The MAGA led culture wars have exposed many churches and many christian’s as insufferable bigots who are far more obsessed with making sure everyone in their group agrees on who to hate than they are with sharing such concepts as grace or love. The Methodist split has been especially damning. It is insane to me to see so many otherwise normal people frothing at the mouth with hate and anger because the main denomination dared to even consider being more accepting of homosexuality.

I was recently told about a woman who was glad her church disaffiliated from United Methodist because she didn’t want to have to find another church. I thought, but bit my tongue, “woman, had your church stayed it would still be the exact same church it always was, it changed by leaving…” these people have been manipulated into thinking any church that stays somehow becomes a satanic cult… because maybe, one day in the future, the main governing body might allow gay preachers… it’s so stupid…

because maybe, one day in the future, the main governing body might allow gay preachers…

Maybe that's a reason people give, but it's 100% not an actual reason. They don't want gay people to exist anywhere in public life.

They've been insufferable since at least the 80's with the Moral Majority and all that other shit.

Good.

Organized religion eventually ruins everything it is involved with.

The sooner it dies out, the better.

I lost my religion over the pandemic. Watching Christians respond to Trump in the most unchristian way possible didn't leave me much of a choice.

Just when you get used to only seeing bad news, some good news comes out!
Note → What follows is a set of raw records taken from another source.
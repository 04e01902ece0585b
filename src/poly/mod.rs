//! The double-description (DD) engine: [`Poly`], the core of the crate.
//!
//! A [`Poly`] keeps a constraint system and a generator system of a convex
//! polyhedron in lock-step. Both systems are split into
//! *singular* rows (equalities / lines, always saturating everything) and
//! *skeletal* rows (proper inequalities / rays+points+closure-points); see
//! [`RowSystem`]. A saturation matrix over the skeletal rows records which
//! generator/constraint pairs touch ("saturate") each other.
//!
//! This implementation folds NNC strict inequalities and closure points
//! into ordinary skeletal rows via an augmented ε scalar product (see
//! `con_gen_sp` in `convert.rs`) rather than maintaining a separate
//! "non-skeletal" (ns) row compression layer; [`RowSystem::ns`] stays
//! present (and always empty) so the public row-system shape still
//! matches what ascii dump/load and the downstream wrappers
//! ([`crate::fpoly`], [`crate::upoly`]) expect.

mod convert;
pub(crate) mod ops;
pub mod widen;

pub use ops::ConRelation;
pub use widen::Certificate;

use crate::config::{self, WidenSpec};
use crate::linexpr::LinExpr;
use crate::num::{Q, Z};
use crate::row::{Con, ConType, Gen, GenType, Topology};
use crate::satmatrix::SatMatrix;
use tracing::trace;

// ======================================================================
// RowSystem - PUBLIC

/// A constraint or generator system, partitioned into singular/skeletal/
/// non-skeletal rows.
#[derive(Clone, Debug, Default)]
pub struct RowSystem<R> {
    /// Equalities (for [`Con`]) or lines (for [`Gen`]); always saturate
    /// every row of the dual system.
    pub sing: Vec<R>,
    /// Proper inequalities / rays+points+closure-points.
    pub sk: Vec<R>,
    /// Non-skeletal compression rows. Always empty in this implementation
    /// — see the module doc comment.
    pub ns: Vec<crate::bits::BitSet>,
}

impl<R> RowSystem<R> {
    /// An empty row system.
    pub fn new() -> Self {
        Self {
            sing: Vec::new(),
            sk: Vec::new(),
            ns: Vec::new(),
        }
    }

    /// True iff this system has no rows at all.
    pub fn is_empty(&self) -> bool {
        self.sing.is_empty() && self.sk.is_empty() && self.ns.is_empty()
    }

    /// Total row count (singular + skeletal); `ns` rows don't count
    /// towards `num_min_cons`/`num_min_gens` since they never carry
    /// independent information in this implementation.
    pub fn len(&self) -> usize {
        self.sing.len() + self.sk.len()
    }
}

// ======================================================================
// Status - PUBLIC

/// Lifecycle state of a [`Poly`].
#[derive(Clone, Copy, Debug, PartialEq, Eq)]
pub enum Status {
    /// Definitely empty; all row systems are empty.
    Empty,
    /// `cs`/`gs` are minimized and mutually consistent.
    Min,
    /// `cs`/`gs` are a valid (possibly non-minimal) DD pair, but
    /// `cs_pending`/`gs_pending` carry rows not yet incorporated.
    Pending,
}

// ======================================================================
// Poly - PUBLIC

/// A convex polyhedron represented by a constraint system and a generator
/// system kept in double-description correspondence.
#[derive(Clone, Debug)]
pub struct Poly {
    pub(crate) d: usize,
    pub(crate) topology: Topology,
    pub(crate) status: Status,
    pub(crate) cs: RowSystem<Con>,
    pub(crate) gs: RowSystem<Gen>,
    pub(crate) cs_pending: Vec<Con>,
    pub(crate) gs_pending: Vec<Gen>,
    /// Rows are generator-skeleton indices, columns are
    /// constraint-skeleton indices; `sat[g][c] == 1` iff `g` does not
    /// saturate `c`. Meaningless (and left empty) while `status != Min`.
    pub(crate) sat: SatMatrix,
}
30℅ regular church attendance is still crazy, blows my European mind. I personally don't think I have ever met a person who attends it even once a year nor I ever knew of such people through friends.

I'm guessing you're German, Nordic or Slav? The more towards Portugal/Italy you go, the more religious the population is. Even the most religious European country is still far less religious than the US, however.
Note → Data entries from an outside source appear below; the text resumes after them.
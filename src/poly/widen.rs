//! Widening operators H79 and BHRZ03, plus the BHRZ03 convergence
//! certificate.
//!
//! Throughout this module `x` names the *bigger* operand (the freshly
//! joined iterate) and `y` the *smaller* one that `x` must contain —
//! matching the call convention `risky_widen(x_{k-1}.join(step), x_{k-1})`
//! from an ascending Kleene iteration. A naive reading of "keep the
//! constraints of x satisfied by y" never drops anything (every constraint
//! of a growing interval's upper bound is trivially satisfied by the
//! smaller, earlier interval), so it can't be what actually guarantees
//! termination. The classical Cousot–Halbwachs operator — and the one
//! implemented here — keeps `y`'s constraints that `x` still satisfies.

use std::collections::BTreeMap;

use crate::config::WidenImpl;
use crate::linexpr::LinExpr;
use crate::num::{self, Q, Z};
use crate::row::{Con, Gen, GenType};
use num_traits::Zero;

use super::{ops, Poly, Status};

// ======================================================================
// Certificate - PUBLIC

/// A BHRZ03 convergence certificate: tuples are compared lexicographically,
/// component by component, in the order listed here.
#[derive(Clone, Debug, PartialEq, Eq)]
pub struct Certificate {
    affine_dim: usize,
    lin_space_dim: usize,
    num_sk_cons: usize,
    /// Multiset of strict constraints' support cardinalities, keyed by
    /// cardinality so it compares as an ordered map rather than a raw
    /// sequence (order within a cardinality class carries no information).
    strict_supports: BTreeMap<usize, usize>,
    num_sk_points: usize,
    /// Per-ray count of zero coordinates, sorted ascending for a
    /// deterministic comparison: no canonical ray order exists absent a
    /// sort key, so this is an ordered histogram rather than a raw sequence.
    ray_null_coords: Vec<usize>,
}

impl Certificate {
    /// Computes the certificate of `poly`, minimizing it first.
    pub fn of(poly: &mut Poly) -> Self {
        poly.minimize();
        if poly.status == Status::Empty {
            return Certificate {
                affine_dim: 0,
                lin_space_dim: 0,
                num_sk_cons: 0,
                strict_supports: BTreeMap::new(),
                num_sk_points: 0,
                ray_null_coords: Vec::new(),
            };
        }
        let affine_dim = poly.affine_dim();
        let lin_space_dim = poly.gs.sing.len();
        let num_sk_cons = poly.cs.sk.len();
        let mut strict_supports: BTreeMap<usize, usize> = BTreeMap::new();
        for c in &poly.cs.sk {
            if c.is_strict() {
                let card = c.linear_expr().support().len();
                *strict_supports.entry(card).or_insert(0) += 1;
            }
        }
        let num_sk_points = poly
            .gs
            .sk
            .iter()
            .filter(|g| g.is_point_or_closure_point())
            .count();
        let d = poly.space_dim();
        let mut ray_null_coords: Vec<usize> = poly
            .gs
            .sk
            .iter()
            .filter(|g| g.gen_type() == GenType::Ray)
            .map(|r| (0..d).filter(|&i| r.linear_expr().get(i).is_zero()).count())
            .collect();
        ray_null_coords.sort_unstable();
        Certificate {
            affine_dim,
            lin_space_dim,
            num_sk_cons,
            strict_supports,
            num_sk_points,
            ray_null_coords,
        }
    }

    fn components_cmp(&self, other: &Self) -> std::cmp::Ordering {
        self.affine_dim
            .cmp(&other.affine_dim)
            .then_with(|| self.lin_space_dim.cmp(&other.lin_space_dim))
            .then_with(|| self.num_sk_cons.cmp(&other.num_sk_cons))
            .then_with(|| self.strict_supports.cmp(&other.strict_supports))
            .then_with(|| self.num_sk_points.cmp(&other.num_sk_points))
            .then_with(|| self.ray_null_coords.cmp(&other.ray_null_coords))
    }

    /// True iff `self` is strictly smaller than `other` in the
    /// lexicographic order `components_cmp` defines.
    pub fn is_strictly_smaller_than(&self, other: &Self) -> bool {
        self.components_cmp(other) == std::cmp::Ordering::Less
    }
}

// ======================================================================
// H79 - PUBLIC(crate)

/// The Cousot–Halbwachs H79 widening: `x`'s constraints that are not
/// satisfied by `y` are dropped, the rest kept as-is. Requires (and in
/// debug builds checks) `x ⊇ y`.
pub(crate) fn h79_widen(x: &mut Poly, y: &mut Poly) -> Poly {
    debug_assert!(ops::contains(x, y), "H79 widening precondition x ⊇ y violated");
    let d = x.space_dim();
    let topology = x.topology();
    x.minimize();
    if x.status == Status::Empty {
        return Poly::new_empty_with(d, topology);
    }
    let y_cons = y.cons();
    let kept: Vec<Con> = y_cons
        .into_iter()
        .filter(|c| ops::relation_with_con(x, c).is_included)
        .collect();
    ops::rebuild_from_cons(d, topology, kept)
}

// ======================================================================
// BHRZ03 candidate heuristics

fn gen_key(g: &Gen) -> (GenType, LinExpr, Z) {
    let mut gc = g.clone();
    gc.strong_normalize();
    (gc.gen_type(), gc.linear_expr().clone(), gc.divisor().clone())
}

/// Points of `x` with no syntactic match among `y`'s points, after
/// normalization — the "newly emerged" points BHRZ03's evolving
/// heuristics key off.
fn new_points_of(x: &mut Poly, y: &mut Poly) -> Vec<Gen> {
    let y_keys: Vec<_> = y
        .gens()
        .into_iter()
        .filter(|g| g.is_point_or_closure_point())
        .map(|g| gen_key(&g))
        .collect();
    x.gens()
        .into_iter()
        .filter(|g| g.is_point_or_closure_point())
        .filter(|g| !y_keys.contains(&gen_key(g)))
        .collect()
}

/// Candidate built from `y`'s generators plus, for every newly-emerged
/// point of `x`, a ray pointing from one of `y`'s points towards it —
/// the intuition being that the sequence of new points is "evolving"
/// along that direction and a ray captures the whole future of it at
/// once. Hulled with `x` to guarantee the validity every widening
/// candidate needs (`result ⊇ x`).
fn evolving_rays_candidate(x: &mut Poly, y: &mut Poly) -> Option<Poly> {
    let d = x.space_dim();
    let topology = x.topology();
    let y_points: Vec<Gen> = y.gens().into_iter().filter(|g| g.is_point_or_closure_point()).collect();
    let anchor = y_points.first()?;
    let new_points = new_points_of(x, y);
    if new_points.is_empty() {
        return None;
    }
    let mut gens = y.gens();
    let mut any_ray = false;
    for np in &new_points {
        let mut scaled_new = np.linear_expr().clone();
        scaled_new.mul_assign(anchor.divisor());
        let mut scaled_anchor = anchor.linear_expr().clone();
        scaled_anchor.mul_assign(np.divisor());
        let mut dir = scaled_new;
        let neg_one: Z = -num::one();
        dir.add_mul_assign(&neg_one, &scaled_anchor);
        if !dir.is_zero() {
            gens.push(Gen::new(GenType::Ray, dir, Z::zero()));
            any_ray = true;
        }
    }
    if !any_ray {
        return None;
    }
    let mut cand = ops::rebuild_from_gens(d, topology, gens);
    let mut xc = x.clone();
    Some(ops::hull_gens(&mut cand, &mut xc))
}

fn centroid_gen(points: &[Gen], d: usize) -> Gen {
    let mut coords = vec![Q::zero(); d];
    for p in points {
        for (i, c) in coords.iter_mut().enumerate() {
            *c += p.rational_coord(i);
        }
    }
    let n = Q::from_integer(Z::from(points.len() as i64));
    for c in coords.iter_mut() {
        *c /= n.clone();
    }
    let den = coords.iter().fold(num::one(), |acc, q| num::lcm(&acc, q.denom()));
    let mut expr = LinExpr::zero_dim(d);
    for (i, c) in coords.iter().enumerate() {
        expr.set(i, c.numer() * (&den / c.denom()));
    }
    Gen::point(expr, den)
}

/// Candidate built from `y`'s generators plus the centroid of `x`'s
/// newly-emerged points, standing in for all of them at once. Hulled
/// with `x` for the same validity reason as
/// [`evolving_rays_candidate`].
fn evolving_points_candidate(x: &mut Poly, y: &mut Poly) -> Option<Poly> {
    let d = x.space_dim();
    let topology = x.topology();
    let new_points = new_points_of(x, y);
    if new_points.is_empty() {
        return None;
    }
    let centroid = centroid_gen(&new_points, d);
    let mut gens = y.gens();
    gens.push(centroid);
    let mut cand = ops::rebuild_from_gens(d, topology, gens);
    let mut xc = x.clone();
    Some(ops::hull_gens(&mut cand, &mut xc))
}

/// BHRZ03 widening: computes H79 plus the two evolving-* candidates,
/// keeps whichever has the strictly smallest certificate relative to
/// `x`'s own (falling back to H79, which is always valid even when no
/// candidate improves on it).
pub(crate) fn bhrz03_widen(x: &mut Poly, y: &mut Poly) -> Poly {
    debug_assert!(ops::contains(x, y), "BHRZ03 widening precondition x ⊇ y violated");
    let cert_x = Certificate::of(x);
    let mut best = h79_widen(x, y);
    let mut best_cert = Certificate::of(&mut best);

    if let Some(mut cand) = evolving_rays_candidate(x, y) {
        let cert = Certificate::of(&mut cand);
        if cert.is_strictly_smaller_than(&cert_x) && cert.is_strictly_smaller_than(&best_cert) {
            best = cand;
            best_cert = cert;
        }
    }
    if let Some(mut cand) = evolving_points_candidate(x, y) {
        let cert = Certificate::of(&mut cand);
        if cert.is_strictly_smaller_than(&cert_x) && cert.is_strictly_smaller_than(&best_cert) {
            best = cand;
        }
    }
    best
}

// ======================================================================
// Risky / safe dispatch - PUBLIC(crate)

fn upto_assign(result: &mut Poly, x: &mut Poly, upto: Option<&[Con]>) {
    let Some(upto_cons) = upto else { return };
    let kept: Vec<Con> = upto_cons
        .iter()
        .filter(|c| ops::relation_with_con(x, c).is_included)
        .cloned()
        .collect();
    result.add_cons(kept);
    result.minimize();
}

/// Risky widening: requires (and in debug builds checks) `x ⊇ y`.
pub(crate) fn widen_risky(x: &mut Poly, y: &mut Poly, impl_kind: WidenImpl, upto: Option<&[Con]>) -> Poly {
    let mut result = match impl_kind {
        WidenImpl::H79 => h79_widen(x, y),
        WidenImpl::Bhrz03 => bhrz03_widen(x, y),
    };
    upto_assign(&mut result, x, upto);
    result
}

/// True iff joining `y` into `x` would raise `x`'s affine dimension:
/// every equality of `y` must already be satisfied by every line and
/// skeletal generator of `x` for the join to stay within `x`'s affine
/// hull.
pub(crate) fn increases_affine_dim(x: &mut Poly, y: &mut Poly) -> bool {
    x.minimize();
    y.minimize();
    let equalities = y.cs.sing.clone();
    !equalities.iter().all(|c| ops::con_holds_for_gens(&x.gs, c))
}

/// Safe widening: joins first so any `x`/`y` pair is accepted, then
/// risky-widens the join against the original `x`. If joining already
/// strictly increases the affine dimension, returns the join unchanged
/// instead of risky-widening it — otherwise a single safe-widening step
/// could spuriously raise `x`'s affine dimension.
pub(crate) fn widen_safe(x: &mut Poly, y: &mut Poly, impl_kind: WidenImpl, upto: Option<&[Con]>) -> Poly {
    let raises_dim = increases_affine_dim(x, y);
    let mut joined = x.clone();
    ops::join_assign(&mut joined, y);
    if raises_dim {
        return joined;
    }
    widen_risky(&mut joined, x, impl_kind, upto)
}

// ======================================================================
// TESTS

#[cfg(test)]
mod tests {
    use super::*;
    use crate::row::Topology;

    fn interval(lo: i64, hi: i64) -> Poly {
        let mut p = Poly::new_universe_with(1, Topology::Closed);
        let mut e_lo = LinExpr::zero_dim(1);
        e_lo.set(0, Z::from(1));
        p.add_con(Con::nonstrict(e_lo, Z::from(-lo)));
        let mut e_hi = LinExpr::zero_dim(1);
        e_hi.set(0, Z::from(-1));
        p.add_con(Con::nonstrict(e_hi, Z::from(hi)));
        p
    }

    #[test]
    fn h79_drops_the_moving_upper_bound() {
        let mut small = interval(0, 1);
        let mut big = interval(0, 2);
        let mut widened = h79_widen(&mut big, &mut small);
        let b = widened.get_bounds(0);
        assert_eq!(b.lb_rational(), Some(Q::from_integer(Z::from(0))));
        assert_eq!(b.ub_rational(), None);
    }

    #[test]
    fn h79_keeps_stable_bound() {
        let mut small = interval(0, 1);
        let mut big = interval(0, 1);
        let mut widened = h79_widen(&mut big, &mut small);
        let b = widened.get_bounds(0);
        assert_eq!(b.lb_rational(), Some(Q::from_integer(Z::from(0))));
        assert_eq!(b.ub_rational(), Some(Q::from_integer(Z::from(1))));
    }

    #[test]
    fn safe_widen_accepts_unrelated_operands() {
        let mut a = interval(0, 1);
        let mut b = interval(5, 6);
        let mut widened = widen_safe(&mut a, &mut b, WidenImpl::H79, None);
        assert!(ops::contains(&mut widened, &mut a));
        assert!(ops::contains(&mut widened, &mut b));
    }

    #[test]
    fn certificate_strictly_decreases_across_the_classic_chain() {
        let mut x0 = interval(0, 0);
        let mut x1_join = interval(0, 1);
        let cert0 = Certificate::of(&mut x0);
        let mut x1 = h79_widen(&mut x1_join, &mut x0);
        let cert1 = Certificate::of(&mut x1);
        assert!(cert1.is_strictly_smaller_than(&cert0) || cert1 == cert0);
    }
}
In Netherlands church attendance has gone down, but it should still be relatively easy to find someone who goes to church. The attendance isn't divided equally across the Netherlands though. Meaning, it is way higher in small villages than in a city. Which is sometimes easy to see by seeing what political party people have voted for.

For NL apparently 12% regularly goes to church. And 43% is "aligned" with a church, don't know what they exactly meant. See https://www.cbs.nl/nl-nl/longread/statistische-trends/2023/religieuze-betrokkenheid-in-nederland for a Dutch source.

Aligned likely means that if they have need of religious services they know what church they’re going to. Shit like weddings and funerals.

It would mean that they identify as say Lutheran but don't necessarily attend church.

Its basically just for weddings funerals and namegivings at this point and even that only for friends and relatives that are on the more traditional lifestyle

Sadly irrational thinking takes other forms. Look at MAGA, or QAnon or any other weird belief system. They all share traits with religions or cults in one sense or another.

A.k.a. "Many idiots are dead from performatively coughing into each other's mouths until they died from COVID."

I stopped going YEARS ago, but even my mom and dad broke the habit once the pandemic happened.

Looks good at the surface, but there are also people who find the Church is not extreme enough.

I wonder what's the Lutheran stats

I wouldn't worry about it.

Non church attendance doesn't mean that people have stopped or becoming less religious ... they just don't find a need to go to a big expensive building managed by people who all tell them they're doing everything wrong and will burn in hell after they die .... unless they announce their devotion (and give money) and they'll be promised passage to heaven.

The only reason religions and religious organizations exist is for themselves and their power and more people are recognizing that.

People will always find meaning in life, especially as they grow, develop and accumulate more knowledge and understanding from many sources. We don't need 3,000 year old teachings from illiterate desert goat herders to tell us how to live a good moral life.